** Data for review **
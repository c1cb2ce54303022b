//! Recurring reminder dispatcher.

use crate::board::{
    domain::{ACTIVE_COLUMN_TITLES, Column, ColumnId},
    ports::{BoardRepository, BoardRepositoryError},
};
use crate::notification::{domain::EmailComposer, ports::Mailer};
use crate::task::{
    domain::Task,
    ports::{TaskRepository, TaskRepositoryError},
};
use chrono::{DateTime, TimeDelta, Utc};
use mockable::Clock;
use serde::Serialize;
use std::sync::Arc;
use thiserror::Error;
use tokio::sync::Mutex;

/// Default time a claimed reminder is held before another pass may retry.
pub const DEFAULT_LEASE: TimeDelta = TimeDelta::minutes(5);

/// Counts reported by one dispatcher pass.
#[derive(Debug, Clone, Copy, Default, PartialEq, Eq, Serialize)]
pub struct ReminderSummary {
    /// Reminder emails delivered.
    pub sent: usize,
    /// Due tasks without an assignee, rescheduled without an email.
    pub skipped: usize,
    /// Tasks whose email or rescheduling failed.
    pub failed: usize,
}

impl ReminderSummary {
    /// Human-readable outcome of the pass.
    #[must_use]
    pub fn message(&self) -> String {
        if self.sent == 0 && self.skipped == 0 && self.failed == 0 {
            "No reminders to send at this time.".to_owned()
        } else {
            format!("Sent {} reminders.", self.sent)
        }
    }
}

/// Errors that abort a whole dispatcher pass.
#[derive(Debug, Error)]
pub enum ReminderDispatchError {
    /// Another pass holds the run guard.
    #[error("a reminder pass is already running")]
    AlreadyRunning,
    /// Active columns could not be resolved.
    #[error(transparent)]
    Board(#[from] BoardRepositoryError),
    /// Due tasks could not be claimed.
    #[error(transparent)]
    Repository(#[from] TaskRepositoryError),
}

enum Delivery {
    Sent,
    NoAssignee,
}

/// Sends due reminder emails and schedules the next ones.
///
/// Each pass holds an in-process run guard, and due tasks are claimed with
/// a lease in the store so passes in other processes skip them.
pub struct ReminderDispatcher<R, B, M, C>
where
    R: TaskRepository,
    B: BoardRepository,
    M: Mailer,
    C: Clock + Send + Sync,
{
    tasks: Arc<R>,
    boards: Arc<B>,
    mailer: Arc<M>,
    composer: Arc<EmailComposer>,
    clock: Arc<C>,
    lease: TimeDelta,
    guard: Arc<Mutex<()>>,
}

impl<R, B, M, C> Clone for ReminderDispatcher<R, B, M, C>
where
    R: TaskRepository,
    B: BoardRepository,
    M: Mailer,
    C: Clock + Send + Sync,
{
    fn clone(&self) -> Self {
        Self {
            tasks: Arc::clone(&self.tasks),
            boards: Arc::clone(&self.boards),
            mailer: Arc::clone(&self.mailer),
            composer: Arc::clone(&self.composer),
            clock: Arc::clone(&self.clock),
            lease: self.lease,
            guard: Arc::clone(&self.guard),
        }
    }
}

impl<R, B, M, C> ReminderDispatcher<R, B, M, C>
where
    R: TaskRepository,
    B: BoardRepository,
    M: Mailer,
    C: Clock + Send + Sync,
{
    /// Creates a dispatcher with the default lease.
    #[must_use]
    pub fn new(
        tasks: Arc<R>,
        boards: Arc<B>,
        mailer: Arc<M>,
        composer: Arc<EmailComposer>,
        clock: Arc<C>,
    ) -> Self {
        Self {
            tasks,
            boards,
            mailer,
            composer,
            clock,
            lease: DEFAULT_LEASE,
            guard: Arc::new(Mutex::new(())),
        }
    }

    /// Overrides the claim lease.
    #[must_use]
    pub const fn with_lease(mut self, lease: TimeDelta) -> Self {
        self.lease = lease;
        self
    }

    /// Runs one pass over every due reminder in the active lanes.
    ///
    /// A failure for one task is logged and counted; the remaining tasks
    /// are still processed. A task whose email failed keeps its lease, so
    /// it is retried once the lease expires.
    ///
    /// # Errors
    ///
    /// Returns [`ReminderDispatchError::AlreadyRunning`] when a pass is in
    /// progress, or the store error when columns or tasks cannot be read.
    #[tracing::instrument(skip(self))]
    pub async fn run(&self) -> Result<ReminderSummary, ReminderDispatchError> {
        let Ok(_running) = self.guard.try_lock() else {
            tracing::info!("reminder pass skipped: previous pass still running");
            return Err(ReminderDispatchError::AlreadyRunning);
        };

        let columns = self.boards.columns_with_titles(&ACTIVE_COLUMN_TITLES).await?;
        let column_ids: Vec<ColumnId> = columns.iter().map(Column::id).collect();
        let now = self.clock.utc();
        let claimed = self
            .tasks
            .claim_due_reminders(&column_ids, now, now + self.lease)
            .await?;

        let mut summary = ReminderSummary::default();
        for task in claimed {
            match self.deliver(&task, now).await {
                Ok(Delivery::Sent) => summary.sent += 1,
                Ok(Delivery::NoAssignee) => summary.skipped += 1,
                Err(message) => {
                    tracing::warn!(task_id = %task.id(), error = %message, "reminder email failed");
                    summary.failed += 1;
                    continue;
                }
            }
            if let Err(err) = self.reschedule(&task, now).await {
                tracing::warn!(task_id = %task.id(), error = %err, "reminder reschedule failed");
                summary.failed += 1;
            }
        }

        tracing::info!(
            sent = summary.sent,
            skipped = summary.skipped,
            failed = summary.failed,
            "reminder pass finished"
        );
        Ok(summary)
    }

    async fn deliver(&self, task: &Task, now: DateTime<Utc>) -> Result<Delivery, String> {
        let Some(message) = self
            .composer
            .reminder(task, now)
            .map_err(|err| err.to_string())?
        else {
            return Ok(Delivery::NoAssignee);
        };
        self.mailer
            .send(&message)
            .await
            .map_err(|err| err.to_string())?;
        tracing::debug!(task_id = %task.id(), subject = %message.subject, "sent reminder");
        Ok(Delivery::Sent)
    }

    async fn reschedule(&self, task: &Task, now: DateTime<Utc>) -> Result<(), TaskRepositoryError> {
        let next = task.reminder().offset().map(|offset| now + offset);
        self.tasks.set_next_reminder(task.id(), next).await
    }
}
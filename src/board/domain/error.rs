//! Error types for board domain validation.

use thiserror::Error;

/// Errors returned while constructing board and column values.
#[derive(Debug, Clone, Error, PartialEq, Eq)]
pub enum BoardDomainError {
    /// The board title is empty after trimming.
    #[error("board title must not be empty")]
    EmptyBoardTitle,

    /// The board color token is empty or contains whitespace.
    #[error("invalid board color '{0}'")]
    InvalidColor(String),

    /// The column title is empty after trimming.
    #[error("column title must not be empty")]
    EmptyColumnTitle,
}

** Exercise goal **
Which lines of the records above hold the word "columns"? Copy each of them.

** Answer space **
    /// Active columns could not be resolved.
    /// progress, or the store error when columns or tasks cannot be read.
        let columns = self.boards.columns_with_titles(&ACTIVE_COLUMN_TITLES).await?;
        let column_ids: Vec<ColumnId> = columns.iter().map(Column::id).collect();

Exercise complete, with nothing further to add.